= Exercise goal =
Each entry that appears below should be restated word for word.

= Records to process =
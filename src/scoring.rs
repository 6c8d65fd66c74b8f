//! Per-dimension Likert scores.

use serde::{Deserialize, Serialize};

use crate::survey::SurveyRecord;

/// The four behavior dimensions of the questionnaire.
#[derive(Debug, Clone, Copy, PartialEq, Eq, Hash, Serialize, Deserialize)]
#[serde(rename_all = "camelCase")]
pub enum Dimension {
    Attitude,
    SubjectiveNorm,
    PerceivedBehavioralControl,
    BehavioralIntention,
}

impl Dimension {
    pub const ALL: [Dimension; 4] = [
        Dimension::Attitude,
        Dimension::SubjectiveNorm,
        Dimension::PerceivedBehavioralControl,
        Dimension::BehavioralIntention,
    ];
}

impl SurveyRecord {
    /// Raw items of one dimension, zeros included.
    pub fn items(&self, dimension: Dimension) -> Vec<u8> {
        let b = &self.behavior;
        match dimension {
            Dimension::Attitude => vec![
                b.attitude.better_experience,
                b.attitude.more_reasonable,
                b.attitude.wise_choice,
                b.attitude.more_comfortable,
            ],
            Dimension::SubjectiveNorm => vec![
                b.subjective_norm.family_friends_suggestion,
                b.subjective_norm.colleagues_opinion,
                b.subjective_norm.others_perception,
                b.subjective_norm.adaptation_trend,
            ],
            Dimension::PerceivedBehavioralControl => vec![
                b.perceived_behavioral_control.understand_new_route,
                b.perceived_behavioral_control.easy_to_find_info,
                b.perceived_behavioral_control.ability_to_replan,
                b.perceived_behavioral_control.adaptation_ability,
            ],
            Dimension::BehavioralIntention => vec![
                b.behavioral_intention.plan_to_use_more,
                b.behavioral_intention.willing_to_choose,
                b.behavioral_intention.adjusted_commute,
            ],
        }
    }
}

/// Mean of the non-zero items. Returns 0.0 when every item is 0.
pub fn average_score(items: &[u8]) -> f64 {
    let answered: Vec<f64> = items.iter().filter(|&&v| v > 0).map(|&v| v as f64).collect();
    if answered.is_empty() {
        return 0.0;
    }
    answered.iter().sum::<f64>() / answered.len() as f64
}

/// Mean score of one dimension for a respondent's survey.
pub fn score(survey: &SurveyRecord, dimension: Dimension) -> f64 {
    average_score(&survey.items(dimension))
}

/// Per-dimension mean across many surveys, skipping surveys with no
/// answer in that dimension.
#[derive(Debug, Clone, Copy, PartialEq, Serialize)]
#[serde(rename_all = "camelCase")]
pub struct DimensionSummary {
    pub dimension: Dimension,
    /// Surveys with at least one answered item.
    pub answered: usize,
    pub mean: f64,
}

pub fn summarize<'a>(surveys: impl IntoIterator<Item = &'a SurveyRecord> + Clone) -> Vec<DimensionSummary> {
    Dimension::ALL
        .into_iter()
        .map(|dimension| {
            let scores: Vec<f64> = surveys
                .clone()
                .into_iter()
                .map(|s| score(s, dimension))
                .filter(|&v| v > 0.0)
                .collect();
            let mean = if scores.is_empty() {
                0.0
            } else {
                scores.iter().sum::<f64>() / scores.len() as f64
            };
            DimensionSummary {
                dimension,
                answered: scores.len(),
                mean,
            }
        })
        .collect()
}

pub fn attitude_score(survey: &SurveyRecord) -> f64 {
    score(survey, Dimension::Attitude)
}

pub fn subjective_norm_score(survey: &SurveyRecord) -> f64 {
    score(survey, Dimension::SubjectiveNorm)
}

pub fn perceived_behavioral_control_score(survey: &SurveyRecord) -> f64 {
    score(survey, Dimension::PerceivedBehavioralControl)
}

pub fn behavioral_intention_score(survey: &SurveyRecord) -> f64 {
    score(survey, Dimension::BehavioralIntention)
}

/// All four dimension means, used when a respondent is shown to the agent.
#[derive(Debug, Clone, Copy, Default, PartialEq, Serialize)]
#[serde(rename_all = "camelCase")]
pub struct ScoreCard {
    pub attitude: f64,
    pub subjective_norm: f64,
    pub perceived_behavioral_control: f64,
    pub behavioral_intention: f64,
}

impl ScoreCard {
    pub fn from_survey(survey: &SurveyRecord) -> Self {
        ScoreCard {
            attitude: attitude_score(survey),
            subjective_norm: subjective_norm_score(survey),
            perceived_behavioral_control: perceived_behavioral_control_score(survey),
            behavioral_intention: behavioral_intention_score(survey),
        }
    }
}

= Answer to this task =
filename src/scoring.rs
repository 6c8d65fd66c74b8f
//! Per-dimension Likert scores.

use serde::{Deserialize, Serialize};

use crate::survey::SurveyRecord;

/// The four behavior dimensions of the questionnaire.
#[derive(Debug, Clone, Copy, PartialEq, Eq, Hash, Serialize, Deserialize)]
#[serde(rename_all = "camelCase")]
pub enum Dimension {
    Attitude,
    SubjectiveNorm,
    PerceivedBehavioralControl,
    BehavioralIntention,
}

impl Dimension {
    pub const ALL: [Dimension; 4] = [
        Dimension::Attitude,
        Dimension::SubjectiveNorm,
        Dimension::PerceivedBehavioralControl,
        Dimension::BehavioralIntention,
    ];
}

impl SurveyRecord {
    /// Raw items of one dimension, zeros included.
    pub fn items(&self, dimension: Dimension) -> Vec<u8> {
        let b = &self.behavior;
        match dimension {
            Dimension::Attitude => vec![
                b.attitude.better_experience,
                b.attitude.more_reasonable,
                b.attitude.wise_choice,
                b.attitude.more_comfortable,
            ],
            Dimension::SubjectiveNorm => vec![
                b.subjective_norm.family_friends_suggestion,
                b.subjective_norm.colleagues_opinion,
                b.subjective_norm.others_perception,
                b.subjective_norm.adaptation_trend,
            ],
            Dimension::PerceivedBehavioralControl => vec![
                b.perceived_behavioral_control.understand_new_route,
                b.perceived_behavioral_control.easy_to_find_info,
                b.perceived_behavioral_control.ability_to_replan,
                b.perceived_behavioral_control.adaptation_ability,
            ],
            Dimension::BehavioralIntention => vec![
                b.behavioral_intention.plan_to_use_more,
                b.behavioral_intention.willing_to_choose,
                b.behavioral_intention.adjusted_commute,
            ],
        }
    }
}

/// Mean of the non-zero items. Returns 0.0 when every item is 0.
pub fn average_score(items: &[u8]) -> f64 {
    let answered: Vec<f64> = items.iter().filter(|&&v| v > 0).map(|&v| v as f64).collect();
    if answered.is_empty() {
        return 0.0;
    }
    answered.iter().sum::<f64>() / answered.len() as f64
}

/// Mean score of one dimension for a respondent's survey.
pub fn score(survey: &SurveyRecord, dimension: Dimension) -> f64 {
    average_score(&survey.items(dimension))
}

/// Per-dimension mean across many surveys, skipping surveys with no
/// answer in that dimension.
#[derive(Debug, Clone, Copy, PartialEq, Serialize)]
#[serde(rename_all = "camelCase")]
pub struct DimensionSummary {
    pub dimension: Dimension,
    /// Surveys with at least one answered item.
    pub answered: usize,
    pub mean: f64,
}

pub fn summarize<'a>(surveys: impl IntoIterator<Item = &'a SurveyRecord> + Clone) -> Vec<DimensionSummary> {
    Dimension::ALL
        .into_iter()
        .map(|dimension| {
            let scores: Vec<f64> = surveys
                .clone()
                .into_iter()
                .map(|s| score(s, dimension))
                .filter(|&v| v > 0.0)
                .collect();
            let mean = if scores.is_empty() {
                0.0
            } else {
                scores.iter().sum::<f64>() / scores.len() as f64
            };
            DimensionSummary {
                dimension,
                answered: scores.len(),
                mean,
            }
        })
        .collect()
}

pub fn attitude_score(survey: &SurveyRecord) -> f64 {
    score(survey, Dimension::Attitude)
}

pub fn subjective_norm_score(survey: &SurveyRecord) -> f64 {
    score(survey, Dimension::SubjectiveNorm)
}

pub fn perceived_behavioral_control_score(survey: &SurveyRecord) -> f64 {
    score(survey, Dimension::PerceivedBehavioralControl)
}

pub fn behavioral_intention_score(survey: &SurveyRecord) -> f64 {
    score(survey, Dimension::BehavioralIntention)
}

/// All four dimension means, used when a respondent is shown to the agent.
#[derive(Debug, Clone, Copy, Default, PartialEq, Serialize)]
#[serde(rename_all = "camelCase")]
pub struct ScoreCard {
    pub attitude: f64,
    pub subjective_norm: f64,
    pub perceived_behavioral_control: f64,
    pub behavioral_intention: f64,
}

impl ScoreCard {
    pub fn from_survey(survey: &SurveyRecord) -> Self {
        ScoreCard {
            attitude: attitude_score(survey),
            subjective_norm: subjective_norm_score(survey),
            perceived_behavioral_control: perceived_behavioral_control_score(survey),
            behavioral_intention: behavioral_intention_score(survey),
        }
    }
}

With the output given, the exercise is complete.